--- Aim of the task ---
Please restate the listing below in full, word for word.

--- Data for analysis ---
-*-

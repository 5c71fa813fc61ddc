//! Drug mention filtering over named-entity recognition output.
//!
//! The recogniser itself lives outside this crate (see `rx-ner`); this module only decides
//! which recognised spans count as drug names.

use crate::constants::DEFAULT_NER_LABELS;
use crate::{AnalysisError, AnalysisResult, CoreConfig};
use async_trait::async_trait;
use serde::{Deserialize, Serialize};

/// One aggregated entity span, as produced by a token-classification pipeline using simple
/// aggregation.
#[derive(Debug, Clone, PartialEq, Serialize, Deserialize)]
pub struct Entity {
    pub entity_group: String,
    pub word: String,
    #[serde(default)]
    pub score: f32,
    #[serde(default)]
    pub start: Option<usize>,
    #[serde(default)]
    pub end: Option<usize>,
}

/// Source of entity spans for a piece of free text.
#[async_trait]
pub trait EntityRecogniser: Send + Sync {
    async fn recognise(&self, text: &str) -> AnalysisResult<Vec<Entity>>;
}

/// Label and score filter applied to recogniser output.
#[derive(Debug, Clone, PartialEq)]
pub struct EntityFilter {
    labels: Vec<String>,
    min_score: f32,
}

impl EntityFilter {
    pub fn new(labels: Vec<String>, min_score: f32) -> Self {
        Self { labels, min_score }
    }

    pub fn from_config(cfg: &CoreConfig) -> Self {
        Self::new(cfg.ner_labels().to_vec(), cfg.ner_min_score())
    }

    pub fn labels(&self) -> &[String] {
        &self.labels
    }

    /// Unique drug names, in order of first occurrence.
    ///
    /// Labels are compared exactly; words are deduplicated by exact string match with no
    /// normalisation.
    pub fn drug_names(&self, entities: &[Entity]) -> Vec<String> {
        let mut names: Vec<String> = Vec::new();
        for entity in entities {
            if !self.labels.iter().any(|l| *l == entity.entity_group) {
                continue;
            }
            if entity.score < self.min_score {
                continue;
            }
            if !names.contains(&entity.word) {
                names.push(entity.word.clone());
            }
        }
        names
    }
}

impl Default for EntityFilter {
    fn default() -> Self {
        Self::new(DEFAULT_NER_LABELS.iter().map(|l| l.to_string()).collect(), 0.0)
    }
}

/// Run `recogniser` over `text` and keep the drug mentions.
///
/// Blank text is answered without calling the recogniser.
pub async fn extract_drug_entities(
    recogniser: &dyn EntityRecogniser,
    filter: &EntityFilter,
    text: &str,
) -> AnalysisResult<Vec<String>> {
    if text.trim().is_empty() {
        return Ok(Vec::new());
    }

    let entities = recogniser.recognise(text).await?;
    let names = filter.drug_names(&entities);
    tracing::debug!(
        entities = entities.len(),
        drugs = names.len(),
        "filtered recognised entities"
    );
    Ok(names)
}

/// Wrap a recogniser-specific error for callers that only see [`AnalysisError`].
pub fn recogniser_error<E>(err: E) -> AnalysisError
where
    E: std::error::Error + Send + Sync + 'static,
{
    AnalysisError::Recogniser(Box::new(err))
}

#[cfg(test)]
mod tests {
    use super::*;
    use std::sync::atomic::{AtomicUsize, Ordering};

    fn entity(group: &str, word: &str, score: f32) -> Entity {
        Entity {
            entity_group: group.into(),
            word: word.into(),
            score,
            start: None,
            end: None,
        }
    }

    #[test]
    fn test_drug_names_filters_by_label_and_dedupes_in_order() {
        let entities = vec![
            entity("PER", "Dr Smith", 0.99),
            entity("MISC", "aspirin", 0.91),
            entity("ORG", "Pfizer", 0.80),
            entity("LOC", "London", 0.95),
            entity("MISC", "aspirin", 0.70),
            entity("CHEMICAL", "Aspirin", 0.60),
        ];
        assert_eq!(
            EntityFilter::default().drug_names(&entities),
            vec!["aspirin", "Pfizer", "Aspirin"]
        );
    }

    #[test]
    fn test_drug_names_applies_min_score() {
        let filter = EntityFilter::new(vec!["DRUG".into()], 0.5);
        let entities = vec![entity("DRUG", "heparin", 0.4), entity("DRUG", "warfarin", 0.5)];
        assert_eq!(filter.drug_names(&entities), vec!["warfarin"]);
    }

    #[test]
    fn test_entity_deserialises_pipeline_output() {
        let json = r#"[{"entity_group":"MISC","score":0.87,"word":"ibuprofen","start":10,"end":19}]"#;
        let entities: Vec<Entity> = serde_json::from_str(json).unwrap();
        assert_eq!(entities[0].word, "ibuprofen");
        assert_eq!(entities[0].start, Some(10));
    }

    struct CountingRecogniser {
        calls: AtomicUsize,
        entities: Vec<Entity>,
    }

    #[async_trait]
    impl EntityRecogniser for CountingRecogniser {
        async fn recognise(&self, _text: &str) -> AnalysisResult<Vec<Entity>> {
            self.calls.fetch_add(1, Ordering::SeqCst);
            Ok(self.entities.clone())
        }
    }

    #[tokio::test]
    async fn test_extract_drug_entities_skips_blank_text() {
        let recogniser = CountingRecogniser {
            calls: AtomicUsize::new(0),
            entities: vec![entity("DRUG", "aspirin", 1.0)],
        };
        let filter = EntityFilter::default();

        let names = extract_drug_entities(&recogniser, &filter, "  ").await.unwrap();
        assert!(names.is_empty());
        assert_eq!(recogniser.calls.load(Ordering::SeqCst), 0);

        let names = extract_drug_entities(&recogniser, &filter, "aspirin 75mg")
            .await
            .unwrap();
        assert_eq!(names, vec!["aspirin"]);
        assert_eq!(recogniser.calls.load(Ordering::SeqCst), 1);
    }
}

-*-

--- Your solution ---
repository 5c71fa813fc61ddc
//! Drug mention filtering over named-entity recognition output.
//!
//! The recogniser itself lives outside this crate (see `rx-ner`); this module only decides
//! which recognised spans count as drug names.

use crate::constants::DEFAULT_NER_LABELS;
use crate::{AnalysisError, AnalysisResult, CoreConfig};
use async_trait::async_trait;
use serde::{Deserialize, Serialize};

/// One aggregated entity span, as produced by a token-classification pipeline using simple
/// aggregation.
#[derive(Debug, Clone, PartialEq, Serialize, Deserialize)]
pub struct Entity {
    pub entity_group: String,
    pub word: String,
    #[serde(default)]
    pub score: f32,
    #[serde(default)]
    pub start: Option<usize>,
    #[serde(default)]
    pub end: Option<usize>,
}

/// Source of entity spans for a piece of free text.
#[async_trait]
pub trait EntityRecogniser: Send + Sync {
    async fn recognise(&self, text: &str) -> AnalysisResult<Vec<Entity>>;
}

/// Label and score filter applied to recogniser output.
#[derive(Debug, Clone, PartialEq)]
pub struct EntityFilter {
    labels: Vec<String>,
    min_score: f32,
}

impl EntityFilter {
    pub fn new(labels: Vec<String>, min_score: f32) -> Self {
        Self { labels, min_score }
    }

    pub fn from_config(cfg: &CoreConfig) -> Self {
        Self::new(cfg.ner_labels().to_vec(), cfg.ner_min_score())
    }

    pub fn labels(&self) -> &[String] {
        &self.labels
    }

    /// Unique drug names, in order of first occurrence.
    ///
    /// Labels are compared exactly; words are deduplicated by exact string match with no
    /// normalisation.
    pub fn drug_names(&self, entities: &[Entity]) -> Vec<String> {
        let mut names: Vec<String> = Vec::new();
        for entity in entities {
            if !self.labels.iter().any(|l| *l == entity.entity_group) {
                continue;
            }
            if entity.score < self.min_score {
                continue;
            }
            if !names.contains(&entity.word) {
                names.push(entity.word.clone());
            }
        }
        names
    }
}

impl Default for EntityFilter {
    fn default() -> Self {
        Self::new(DEFAULT_NER_LABELS.iter().map(|l| l.to_string()).collect(), 0.0)
    }
}

/// Run `recogniser` over `text` and keep the drug mentions.
///
/// Blank text is answered without calling the recogniser.
pub async fn extract_drug_entities(
    recogniser: &dyn EntityRecogniser,
    filter: &EntityFilter,
    text: &str,
) -> AnalysisResult<Vec<String>> {
    if text.trim().is_empty() {
        return Ok(Vec::new());
    }

    let entities = recogniser.recognise(text).await?;
    let names = filter.drug_names(&entities);
    tracing::debug!(
        entities = entities.len(),
        drugs = names.len(),
        "filtered recognised entities"
    );
    Ok(names)
}

/// Wrap a recogniser-specific error for callers that only see [`AnalysisError`].
pub fn recogniser_error<E>(err: E) -> AnalysisError
where
    E: std::error::Error + Send + Sync + 'static,
{
    AnalysisError::Recogniser(Box::new(err))
}

#[cfg(test)]
mod tests {
    use super::*;
    use std::sync::atomic::{AtomicUsize, Ordering};

    fn entity(group: &str, word: &str, score: f32) -> Entity {
        Entity {
            entity_group: group.into(),
            word: word.into(),
            score,
            start: None,
            end: None,
        }
    }

    #[test]
    fn test_drug_names_filters_by_label_and_dedupes_in_order() {
        let entities = vec![
            entity("PER", "Dr Smith", 0.99),
            entity("MISC", "aspirin", 0.91),
            entity("ORG", "Pfizer", 0.80),
            entity("LOC", "London", 0.95),
            entity("MISC", "aspirin", 0.70),
            entity("CHEMICAL", "Aspirin", 0.60),
        ];
        assert_eq!(
            EntityFilter::default().drug_names(&entities),
            vec!["aspirin", "Pfizer", "Aspirin"]
        );
    }

    #[test]
    fn test_drug_names_applies_min_score() {
        let filter = EntityFilter::new(vec!["DRUG".into()], 0.5);
        let entities = vec![entity("DRUG", "heparin", 0.4), entity("DRUG", "warfarin", 0.5)];
        assert_eq!(filter.drug_names(&entities), vec!["warfarin"]);
    }

    #[test]
    fn test_entity_deserialises_pipeline_output() {
        let json = r#"[{"entity_group":"MISC","score":0.87,"word":"ibuprofen","start":10,"end":19}]"#;
        let entities: Vec<Entity> = serde_json::from_str(json).unwrap();
        assert_eq!(entities[0].word, "ibuprofen");
        assert_eq!(entities[0].start, Some(10));
    }

    struct CountingRecogniser {
        calls: AtomicUsize,
        entities: Vec<Entity>,
    }

    #[async_trait]
    impl EntityRecogniser for CountingRecogniser {
        async fn recognise(&self, _text: &str) -> AnalysisResult<Vec<Entity>> {
            self.calls.fetch_add(1, Ordering::SeqCst);
            Ok(self.entities.clone())
        }
    }

    #[tokio::test]
    async fn test_extract_drug_entities_skips_blank_text() {
        let recogniser = CountingRecogniser {
            calls: AtomicUsize::new(0),
            entities: vec![entity("DRUG", "aspirin", 1.0)],
        };
        let filter = EntityFilter::default();

        let names = extract_drug_entities(&recogniser, &filter, "  ").await.unwrap();
        assert!(names.is_empty());
        assert_eq!(recogniser.calls.load(Ordering::SeqCst), 0);

        let names = extract_drug_entities(&recogniser, &filter, "aspirin 75mg")
            .await
            .unwrap();
        assert_eq!(names, vec!["aspirin"]);
        assert_eq!(recogniser.calls.load(Ordering::SeqCst), 1);
    }
}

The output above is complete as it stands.